For those who haven't tried it, True Knowledge offers an interesting slant on attempting to answer your question rather than simply return hundreds or thousands of documents that might contain the answer as traditional search engines tend to. Tunstall-Pedoe quoted Google's Larry Page during our conversation, noting that Page has asserted that
"the perfect search engine would understand exactly what you mean and give back exactly what you want."
It is this that True Knowledge attempts with their 'Internet Answer Engine,' and core to their solution are a comprehensive (137 million facts, and growing) knowledge base, a proprietary system for understanding a query and a powerful inference capability that enables the system to answer questions more reliably. Part of that reliability, as Tunstall-Pedoe frequently stresses, lies in the system's ability to know when it doesn't know the answer. Along with a success rate of less than 50% for providing answers to questions, this may seem little more than an academic curiosity, but an ability to reliably know when to fall back to less structured approaches (such as passing the query to Google) is far better than 'guessing' or delivering wholly inappropriate responses... especially once the Answer Engine's capabilities are embedded in some third party site.
True Knowledge's process of inference also allows the system to cope with ambiguity, and even with contradictory 'facts.' During our conversation, we told the system that President Obama was born in Cambridge. It allowed us to make this assertion, but subsequent analysis of the overwhelmingly contradictory data drawn from elsewhere in the knowledge base means that it was deemed to be untrue and flagged as such.
A different query, in which I ask 'How far is San Jose from SFO?,' shows both how the system copes with ambiguity and the manner in which supporting facts are drawn from sites such as Metaweb's Freebase.
The current True Knowledge home page is not going to draw huge numbers of users away from their search engine of choice, but that isn't really the point.
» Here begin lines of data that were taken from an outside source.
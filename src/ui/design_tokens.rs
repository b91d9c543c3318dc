// SPDX-License-Identifier: MPL-2.0
//! Design tokens shared by every DiceBench view.
//!
//! - **Palette**: base colors
//! - **Opacity**: overlay levels
//! - **Spacing**: 8px grid
//! - **Sizing**: component sizes
//! - **Typography**: font size scale
//! - **Radius**: border radii
//! - **Shadow**: elevation

use iced::Color;

pub mod palette {
    use super::Color;

    pub const BLACK: Color = Color::BLACK;
    pub const WHITE: Color = Color::WHITE;
    pub const GRAY_950: Color = Color::from_rgb(0.04, 0.04, 0.06);
    pub const GRAY_900: Color = Color::from_rgb(0.09, 0.09, 0.11);
    pub const GRAY_800: Color = Color::from_rgb(0.15, 0.15, 0.18);
    pub const GRAY_600: Color = Color::from_rgb(0.32, 0.32, 0.36);
    pub const GRAY_400: Color = Color::from_rgb(0.58, 0.58, 0.62);
    pub const GRAY_200: Color = Color::from_rgb(0.86, 0.86, 0.89);
    pub const GRAY_100: Color = Color::from_rgb(0.95, 0.95, 0.96);

    // Accent scale (indigo)
    pub const ACCENT_300: Color = Color::from_rgb(0.65, 0.7, 0.98);
    pub const ACCENT_400: Color = Color::from_rgb(0.51, 0.55, 0.97);
    pub const ACCENT_500: Color = Color::from_rgb(0.39, 0.4, 0.95);
    pub const ACCENT_600: Color = Color::from_rgb(0.31, 0.27, 0.9);

    pub const ERROR_500: Color = Color::from_rgb(0.898, 0.224, 0.208);
    pub const WARNING_500: Color = Color::from_rgb(0.945, 0.651, 0.125);
    pub const SUCCESS_500: Color = Color::from_rgb(0.263, 0.702, 0.404);
}

pub mod opacity {
    pub const OVERLAY_MEDIUM: f32 = 0.5;
    pub const OVERLAY_STRONG: f32 = 0.7;
    pub const SURFACE: f32 = 0.95;
}

pub mod spacing {
    pub const XXS: f32 = 4.0;
    pub const XS: f32 = 8.0;
    pub const SM: f32 = 12.0;
    pub const MD: f32 = 16.0;
    pub const LG: f32 = 24.0;
    pub const XL: f32 = 32.0;
    pub const XXL: f32 = 48.0;
}

pub mod sizing {
    pub const BUTTON_HEIGHT: f32 = 36.0;
    /// Square answer buttons of the quiz.
    pub const ANSWER_BUTTON: f32 = 52.0;
    pub const HEADER_HEIGHT: f32 = 56.0;
    /// Reading width of prose columns.
    pub const CONTENT_MAX_WIDTH: f32 = 760.0;
    pub const CLIP_VIEW_HEIGHT: f32 = 360.0;
    pub const TOC_WIDTH: f32 = 220.0;
    pub const SPEED_BUTTON_WIDTH: f32 = 56.0;
    pub const TOAST_WIDTH: f32 = 340.0;
}

pub mod typography {
    //! Font size scale.

    /// Page title.
    pub const TITLE_LG: f32 = 32.0;
    /// Brand and section headings.
    pub const TITLE_MD: f32 = 22.0;
    pub const TITLE_SM: f32 = 18.0;
    /// Lead paragraph.
    pub const BODY_LG: f32 = 17.0;
    pub const BODY: f32 = 15.0;
    pub const BODY_SM: f32 = 13.0;
    /// Monospace citation text and status lines.
    pub const CAPTION: f32 = 12.0;
}

pub mod border {
    pub const WIDTH_SM: f32 = 1.0;
    pub const WIDTH_MD: f32 = 2.0;
}

pub mod radius {
    pub const SM: f32 = 4.0;
    pub const MD: f32 = 8.0;
    pub const LG: f32 = 12.0;
}

pub mod shadow {
    use super::palette;
    use iced::{Shadow, Vector};

    pub const NONE: Shadow = Shadow {
        color: palette::BLACK,
        offset: Vector::ZERO,
        blur_radius: 0.0,
    };

    pub const SM: Shadow = Shadow {
        color: palette::BLACK,
        offset: Vector { x: 0.0, y: 2.0 },
        blur_radius: 4.0,
    };
}

const _: () = {
    assert!(spacing::XS > 0.0);
    assert!(spacing::SM > spacing::XS);
    assert!(spacing::MD > spacing::SM);
    assert!(spacing::LG > spacing::MD);

    assert!(typography::TITLE_LG > typography::TITLE_MD);
    assert!(typography::TITLE_MD > typography::TITLE_SM);
    assert!(typography::TITLE_SM > typography::BODY_LG);
    assert!(typography::BODY > typography::BODY_SM);
    assert!(typography::BODY_SM > typography::CAPTION);

    assert!(border::WIDTH_MD > border::WIDTH_SM);
    assert!(sizing::ANSWER_BUTTON >= sizing::BUTTON_HEIGHT);
};

#[cfg(test)]
mod tests {
    use super::*;

    #[test]
    fn spacing_follows_grid() {
        assert_eq!(spacing::MD, spacing::XS * 2.0);
        assert_eq!(spacing::XL, spacing::MD * 2.0);
    }

    #[test]
    fn accent_is_blue_dominant() {
        assert!(palette::ACCENT_500.b > palette::ACCENT_500.r);
        assert!(palette::ACCENT_500.b > palette::ACCENT_500.g);
    }
}
// SPDX-License-Identifier: MPL-2.0
//! User interface components and state management.
//!
//! Components follow the Elm-style "state down, messages up" pattern: each
//! exposes a `Message`, an optional `Event` for the parent, and a `view`
//! taking a `ViewContext`.
//!
//! # Screens
//!
//! - [`overview`] - Benchmark prose, table of contents, contact and citation
//! - [`leaderboard`] - Sortable results table
//! - [`quiz`] - Dice clip quiz with playback controls
//!
//! # Shared Infrastructure
//!
//! - [`header`] - Brand and navigation bar
//! - [`citation`] - BibTeX block with copy to clipboard
//! - [`video_controls`] - Playback toolbar
//! - [`notifications`] - Toasts for warnings and errors
//! - [`links`] - Outbound URLs
//! - [`state`] - Pointer gesture tracking
//! - [`widgets`] - Clip canvas and loading spinner
//! - [`styles`] - Button, container and tooltip styles
//! - [`design_tokens`] - Colors, spacing, sizing, typography
//! - [`theming`] - Light/Dark/System theme mode

pub mod citation;
pub mod design_tokens;
pub mod header;
pub mod leaderboard;
pub mod links;
pub mod notifications;
pub mod overview;
pub mod quiz;
pub mod state;
pub mod styles;
pub mod theming;
pub mod video_controls;
pub mod widgets;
As Tunstall-Pedoe pointed out, the site is intended to showcase the company's capabilities and facilitate the addition of new knowledge (as well as the millions of facts drawn from Wikipedia, Freebase and a growing body of licensed commercial content, over 120,000 facts have already been added by individuals in the beta programme.) The real utility of True Knowledge will lie in licensing the underlying system for use in vertical and horizontal third party applications, and public availability of the True Knowledge API begins that process. There's a long way to go in further extending the knowledge base, suggesting that vertical search applications may be the first to sign up; it's much easier to approach comprehensiveness within a bounded domain than across all areas of knowledge.
The market for semantically enhanced search is growing crowded, and stalwarts of the search industry have been hard at work too, with Google and others getting increasingly good at returning actual answers to factual questions.
Tunstall-Pedoe used a slide to demonstrate the differentiation the company sees between itself and 'obvious' competitors such as Wikipedia, Freebase, and hotly anticipated Wolfram Alpha. Key differentiators in the diagram included True Knowledge's ability to infer (something Wolfram Alpha also claims), its language independence (although currently only available in English, the concept extraction techniques used by True Knowledge should work equally well in other languages), and the system's reliance upon an internal ontology comprising 20,000 classes (plus biological species, product information, etc). True Knowledge (unsurprisingly) scored far better than the competition, but in a market that also includes the likes of Hakia and Powerset (neither of which could usefully answer my question about San Jose and SFO) the true picture is a lot more complex.
True Knowledge is certainly interesting, and frequently impressive. It remains to be seen whether a Platform proposition will set them firmly on the road to riches, or if they'll end up finding more success following the same route as Powerset and getting acquired by an existing (enterprise?) search provider.